“Elijah took his cloak, rolled it up, and hit the water with it. The river divided and the two men walked through on dry land. When they reached the other side, Elijah said to Elisha, ‘What can I do for you before I’m taken from you? Ask anything.’ Elisha said, ‘Your life repeated in my life. I want to be a holy man just like you.’ ‘That’s a hard one!’ said Elijah. ‘But if you’re watching when I’m taken from you, you’ll get what you’ve asked for. But only if you’re watching.’ And so it happened. They were walking along and talking. Suddenly a chariot and horses of fire came between them and Elijah went up in a whirlwind to heaven. Elisha saw it all and shouted, ‘My father, my father! You—the chariot and cavalry of Israel!’ When he could no longer see anything, he grabbed his robe and ripped it to pieces. Then he picked up Elijah’s cloak that had fallen from him, returned to the shore of the Jordan, and stood there. He took Elijah’s cloak—all that was left of Elijah!—and hit the river with it, saying, ‘Now where is the God of Elijah? Where is he?’ When he struck the water, the river divided and Elisha walked through.” 2 Kings 2:8-14 (MSG)
When you are born, you are completely dependent on your parents. You can’t do anything without their help. As you grow up, you become more and more independent. Along the way, there are points where you have to apply the lessons that they taught you even when you are facing situations alone. Then, there comes a point when they are no longer there to guide you in the decisions that you make. In those moments, we have to learn to turn our eyes toward God instead of people.

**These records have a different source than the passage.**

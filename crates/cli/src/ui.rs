use std::io::{self, IsTerminal, Write};

use owo_colors::OwoColorize;

pub fn print_menu() {
    println!();
    println!("[1] Legg til venn");
    println!("[2] Endre dato");
    println!("[3] Vis venner");
    println!("[4] Sjekk siste kontakt");
    println!("[5] Slett venn");
    println!("[6] Avslutt");
}

pub fn prompt_line(prompt: &str) -> anyhow::Result<String> {
    if color_enabled() {
        print!("{}", prompt.cyan());
    } else {
        print!("{prompt}");
    }
    io::stdout().flush()?;
    let mut buf = String::new();
    io::stdin().read_line(&mut buf)?;
    Ok(buf.trim_end().to_string())
}

/// Blank input means the user backed out; the caller treats it as a silent
/// no-op.
pub fn prompt_nonempty(prompt: &str) -> anyhow::Result<Option<String>> {
    let line = prompt_line(prompt)?;
    if line.is_empty() {
        Ok(None)
    } else {
        Ok(Some(line))
    }
}

/// Blocking error notice, distinct from the running log: printed to stderr
/// and held until the user acknowledges it.
pub fn alert(message: &str) -> anyhow::Result<()> {
    if color_enabled() {
        eprintln!("{}", format!("Feil: {message}").red().bold());
    } else {
        eprintln!("Feil: {message}");
    }
    prompt_line("Trykk Enter for å fortsette")?;
    Ok(())
}

pub fn color_enabled() -> bool {
    io::stdout().is_terminal()
        && io::stderr().is_terminal()
        && std::env::var_os("NO_COLOR").is_none()
}
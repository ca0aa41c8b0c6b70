/// 主题偏好存储
///
/// 持久化到本地键值存储（键为 "theme"），同时把当前主题镜像到
/// 文档根节点的 data-theme 属性，样式表按该属性选择主题。
/// "持久化" 和 "应用到呈现层" 两个副作用分开，便于独立测试。
use crate::error::AppResult;
use std::collections::HashMap;
use std::fs;
use std::path::{Path, PathBuf};
use tracing::{debug, warn};

/// 存储主题的键
const THEME_KEY: &str = "theme";

/// 呈现层属性名
const THEME_ATTRIBUTE: &str = "data-theme";

/// 本地键值存储抽象
///
/// 文件实现对应浏览器的 localStorage；测试和存储不可用的
/// 降级场景用内存实现。
pub trait LocalStorage: Send {
    fn get(&self, key: &str) -> Option<String>;
    fn set(&mut self, key: &str, value: &str) -> AppResult<()>;
}

/// JSON 文件存储
///
/// 整个存储是一个扁平的字符串映射，每次写入整体落盘。
pub struct FileStorage {
    path: PathBuf,
    entries: HashMap<String, String>,
}

impl FileStorage {
    /// 打开（或新建）指定路径的存储文件
    pub fn open(path: impl Into<PathBuf>) -> Self {
        let path = path.into();
        let entries = Self::load_entries(&path);
        Self { path, entries }
    }

    /// 默认存储路径：用户配置目录下的 paper_tracker/storage.json
    pub fn default_path() -> Option<PathBuf> {
        dirs::config_dir().map(|dir| dir.join("paper_tracker").join("storage.json"))
    }

    fn load_entries(path: &Path) -> HashMap<String, String> {
        match fs::read_to_string(path) {
            Ok(content) => serde_json::from_str(&content).unwrap_or_else(|e| {
                warn!("存储文件损坏，忽略已有内容 ({}): {}", path.display(), e);
                HashMap::new()
            }),
            Err(_) => HashMap::new(),
        }
    }
}

impl LocalStorage for FileStorage {
    fn get(&self, key: &str) -> Option<String> {
        self.entries.get(key).cloned()
    }

    fn set(&mut self, key: &str, value: &str) -> AppResult<()> {
        self.entries.insert(key.to_string(), value.to_string());

        if let Some(parent) = self.path.parent() {
            fs::create_dir_all(parent).map_err(|e| {
                crate::error::AppError::storage_write_failed(parent.display().to_string(), e)
            })?;
        }

        let content = serde_json::to_string_pretty(&self.entries)?;
        fs::write(&self.path, content).map_err(|e| {
            crate::error::AppError::storage_write_failed(self.path.display().to_string(), e)
        })?;

        Ok(())
    }
}

/// 内存存储（测试与降级用）
#[derive(Debug, Default)]
pub struct MemoryStorage {
    entries: HashMap<String, String>,
}

impl LocalStorage for MemoryStorage {
    fn get(&self, key: &str) -> Option<String> {
        self.entries.get(key).cloned()
    }

    fn set(&mut self, key: &str, value: &str) -> AppResult<()> {
        self.entries.insert(key.to_string(), value.to_string());
        Ok(())
    }
}

/// 文档根节点句柄
///
/// 只保存呈现层属性，对应 document.documentElement。
#[derive(Debug, Default)]
pub struct DocumentRoot {
    attributes: HashMap<String, String>,
}

impl DocumentRoot {
    pub fn set_attribute(&mut self, name: &str, value: &str) {
        self.attributes.insert(name.to_string(), value.to_string());
    }

    pub fn attribute(&self, name: &str) -> Option<&str> {
        self.attributes.get(name).map(|s| s.as_str())
    }
}

/// 主题偏好存储
pub struct ThemeStore {
    theme: String,
    storage: Box<dyn LocalStorage>,
    document: DocumentRoot,
}

impl ThemeStore {
    /// 创建主题存储，初始主题为默认值（未应用、未持久化）
    pub fn new(storage: Box<dyn LocalStorage>, default_theme: impl Into<String>) -> Self {
        Self {
            theme: default_theme.into(),
            storage,
            document: DocumentRoot::default(),
        }
    }

    /// 当前内存中的主题
    pub fn theme(&self) -> &str {
        &self.theme
    }

    /// 文档根节点（测试呈现层效果用）
    pub fn document(&self) -> &DocumentRoot {
        &self.document
    }

    /// 设置主题
    ///
    /// 更新内存值、写入持久存储、设置 data-theme 属性。
    /// 不校验主题名，任意字符串都接受；重复设置同一值是幂等的。
    /// 持久化失败只告警，内存与呈现层状态照常生效。
    pub fn set_theme(&mut self, new_theme: &str) {
        self.theme = new_theme.to_string();

        if let Err(e) = self.persist() {
            warn!("主题持久化失败，降级为仅内存模式: {}", e);
        }

        self.apply();
        debug!("主题已切换: {}", new_theme);
    }

    /// 初始化主题
    ///
    /// 读取持久存储中的值，存在则用它，否则用当前默认值。
    /// 必须在应用启动时、首次渲染前调用一次。
    pub fn init_theme(&mut self) {
        match self.storage.get(THEME_KEY) {
            Some(saved) => self.set_theme(&saved),
            None => self.set_theme(&self.theme.clone()),
        }
    }

    /// 持久化当前主题
    fn persist(&mut self) -> AppResult<()> {
        self.storage.set(THEME_KEY, &self.theme)
    }

    /// 把当前主题应用到呈现层
    fn apply(&mut self) {
        self.document.set_attribute(THEME_ATTRIBUTE, &self.theme);
    }
}
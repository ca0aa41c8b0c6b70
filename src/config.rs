use crate::error::AppResult;
use serde::Deserialize;
use std::path::PathBuf;

/// 程序配置文件
#[derive(Clone, Debug)]
pub struct Config {
    /// API 基础地址（含 /api 前缀）
    pub api_base_url: String,
    /// 开发代理目标地址（/api 前缀剥离后转发到这里）
    pub proxy_target: String,
    /// 主题存储文件路径，None 表示用默认位置
    pub theme_storage_path: Option<PathBuf>,
    /// 默认主题
    pub default_theme: String,
    /// 请求超时（秒）
    pub request_timeout_secs: u64,
    /// 是否显示详细日志
    pub verbose_logging: bool,
}

impl Default for Config {
    fn default() -> Self {
        Self {
            api_base_url: "http://127.0.0.1:3000/api".to_string(),
            proxy_target: "http://127.0.0.1:8000".to_string(),
            theme_storage_path: None,
            default_theme: "light".to_string(),
            request_timeout_secs: 30,
            verbose_logging: false,
        }
    }
}

/// 配置文件中的可选字段（缺省项回落到默认值）
#[derive(Debug, Default, Deserialize)]
struct ConfigFile {
    api_base_url: Option<String>,
    proxy_target: Option<String>,
    theme_storage_path: Option<PathBuf>,
    default_theme: Option<String>,
    request_timeout_secs: Option<u64>,
    verbose_logging: Option<bool>,
}

impl Config {
    pub fn from_env() -> Self {
        let default = Self::default();
        Self {
            api_base_url: std::env::var("API_BASE_URL").unwrap_or(default.api_base_url),
            proxy_target: std::env::var("PROXY_URL").unwrap_or(default.proxy_target),
            theme_storage_path: std::env::var("THEME_STORAGE_PATH")
                .ok()
                .map(PathBuf::from)
                .or(default.theme_storage_path),
            default_theme: std::env::var("DEFAULT_THEME").unwrap_or(default.default_theme),
            request_timeout_secs: std::env::var("REQUEST_TIMEOUT_SECS")
                .ok()
                .and_then(|v| v.parse().ok())
                .unwrap_or(default.request_timeout_secs),
            verbose_logging: std::env::var("VERBOSE_LOGGING")
                .ok()
                .and_then(|v| v.parse().ok())
                .unwrap_or(default.verbose_logging),
        }
    }

    /// 从 TOML 配置文件加载，缺省字段用默认值
    pub fn from_file(path: &std::path::Path) -> AppResult<Self> {
        let content = std::fs::read_to_string(path)?;
        let file: ConfigFile = toml::from_str(&content)?;
        let default = Self::default();

        Ok(Self {
            api_base_url: file.api_base_url.unwrap_or(default.api_base_url),
            proxy_target: file.proxy_target.unwrap_or(default.proxy_target),
            theme_storage_path: file.theme_storage_path.or(default.theme_storage_path),
            default_theme: file.default_theme.unwrap_or(default.default_theme),
            request_timeout_secs: file
                .request_timeout_secs
                .unwrap_or(default.request_timeout_secs),
            verbose_logging: file.verbose_logging.unwrap_or(default.verbose_logging),
        })
    }
}

#[cfg(test)]
mod tests {
    use super::*;
    use std::io::Write;

    #[test]
    fn test_default_values() {
        let config = Config::default();
        assert_eq!(config.api_base_url, "http://127.0.0.1:3000/api");
        assert_eq!(config.default_theme, "light");
        assert_eq!(config.request_timeout_secs, 30);
        assert!(!config.verbose_logging);
    }

    #[test]
    fn test_from_file_merges_over_defaults() {
        let mut file = tempfile::NamedTempFile::new().unwrap();
        writeln!(
            file,
            r#"
            proxy_target = "http://192.168.1.10:8000"
            default_theme = "dark"
            "#
        )
        .unwrap();

        let config = Config::from_file(file.path()).expect("配置文件加载失败");
        assert_eq!(config.proxy_target, "http://192.168.1.10:8000");
        assert_eq!(config.default_theme, "dark");
        // 未配置的字段保持默认值
        assert_eq!(config.api_base_url, "http://127.0.0.1:3000/api");
    }
}
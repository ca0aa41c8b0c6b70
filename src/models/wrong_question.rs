use serde::{Deserialize, Serialize};

/// 错题本条目
///
/// tags 在后端以逗号分隔字符串存储，按子串匹配过滤。
#[derive(Debug, Clone, Default, Serialize, Deserialize)]
pub struct WrongQuestion {
    #[serde(skip_serializing_if = "Option::is_none")]
    pub id: Option<i64>,

    pub subject: String,

    #[serde(skip_serializing_if = "Option::is_none")]
    pub difficulty: Option<String>,
    #[serde(skip_serializing_if = "Option::is_none")]
    pub tags: Option<String>,
    #[serde(skip_serializing_if = "Option::is_none")]
    pub content: Option<String>,
    #[serde(skip_serializing_if = "Option::is_none")]
    pub answer: Option<String>,
    #[serde(skip_serializing_if = "Option::is_none")]
    pub created_at: Option<String>,
}

impl WrongQuestion {
    /// 判断条目是否带有指定标签
    pub fn has_tag(&self, tag: &str) -> bool {
        self.tags
            .as_deref()
            .map(|tags| tags.split(',').any(|t| t.trim() == tag))
            .unwrap_or(false)
    }
}

#[cfg(test)]
mod tests {
    use super::*;

    #[test]
    fn test_has_tag_splits_comma_separated_list() {
        let question = WrongQuestion {
            subject: "数学".to_string(),
            tags: Some("分数, 应用题,计算".to_string()),
            ..Default::default()
        };

        assert!(question.has_tag("应用题"));
        assert!(question.has_tag("计算"));
        assert!(!question.has_tag("几何"));
    }

    #[test]
    fn test_has_tag_without_tags() {
        let question = WrongQuestion {
            subject: "数学".to_string(),
            ..Default::default()
        };
        assert!(!question.has_tag("计算"));
    }
}
pub mod route;
pub mod views;

pub use route::{Route, RouteMeta, Router};
pub use views::{View, ViewFactory};
/// 首页统计接口
use crate::api::client::ApiClient;
use crate::error::AppResult;
use crate::models::DashboardStats;

impl ApiClient {
    /// 拉取首页统计数据（到期任务、待复习、统计卡片、活动曲线）
    pub async fn dashboard_stats(&self) -> AppResult<DashboardStats> {
        self.get_json("/dashboard/stats", &[]).await
    }
}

Elisha had walked with Elijah for years. He had seen the many miracles that God worked through Elijah. As Elijah approached the end of his life, Elisha was not willing to let Elijah out of his sight. Elisha wanted the spirit of Elijah to be with him. As Elijah was taken away, Elisha was left with his cloak that had fallen to the ground. At that moment, Elisha had to decide what he was going to do. Were all the miracles that God had worked through Elijah solely because of the person? Or, was God’s power available to work through his life too? The true test of his faith came at the brink of the Jordan River. Up to that point, Elisha had seen God’s power and crossed the Jordan on dry land. But, Elijah had always been with him. It would seem that Elijah was the common denominator for God to move. But Elisha was about to experience something profound: God was the common denominator, not a person. Elisha had yet to experience God working in this way. At the point of facing an obstacle alone, one the size of the Jordan River, he was no longer searching for Elijah. It wasn’t the person who was going to come through for him; it was God. He went from seeing God move as a result of someone else’s faith to simply experiencing God. As his ministry continued, the moment when the Jordan River divided was probably a hallmark moment in his memory. No matter what he was up against, it wasn’t about him; it wasn’t about Elijah. It was all about God. In our own lives, we have to come to terms with our own faith. Many times, we want someone else’s prayers or faith to get ahold of God for us. It can be easier to hold on to people instead of running to God. For God to move in your life, it is not contigent on your mentor, parent, or friend to pray on your behalf. Although those moments can be beneficial, there comes a point when you will stand at the Jordan River alone. What will you do? Will you try to go from one prayer group after another? Or, when you face the moment at the Jordan River all alone, will you turn your eyes and heart heavenward? Will you allow all the things that you have heard about God and learned in Sunday School to be put to the test? The Jordan River moments are tests. When we allow God’s power to work through us, we can recognize that it is not about us. It is solely about Him. And, when we see the test as an opportunity for God to work, then we have the privilege of being the conduit through which God can work.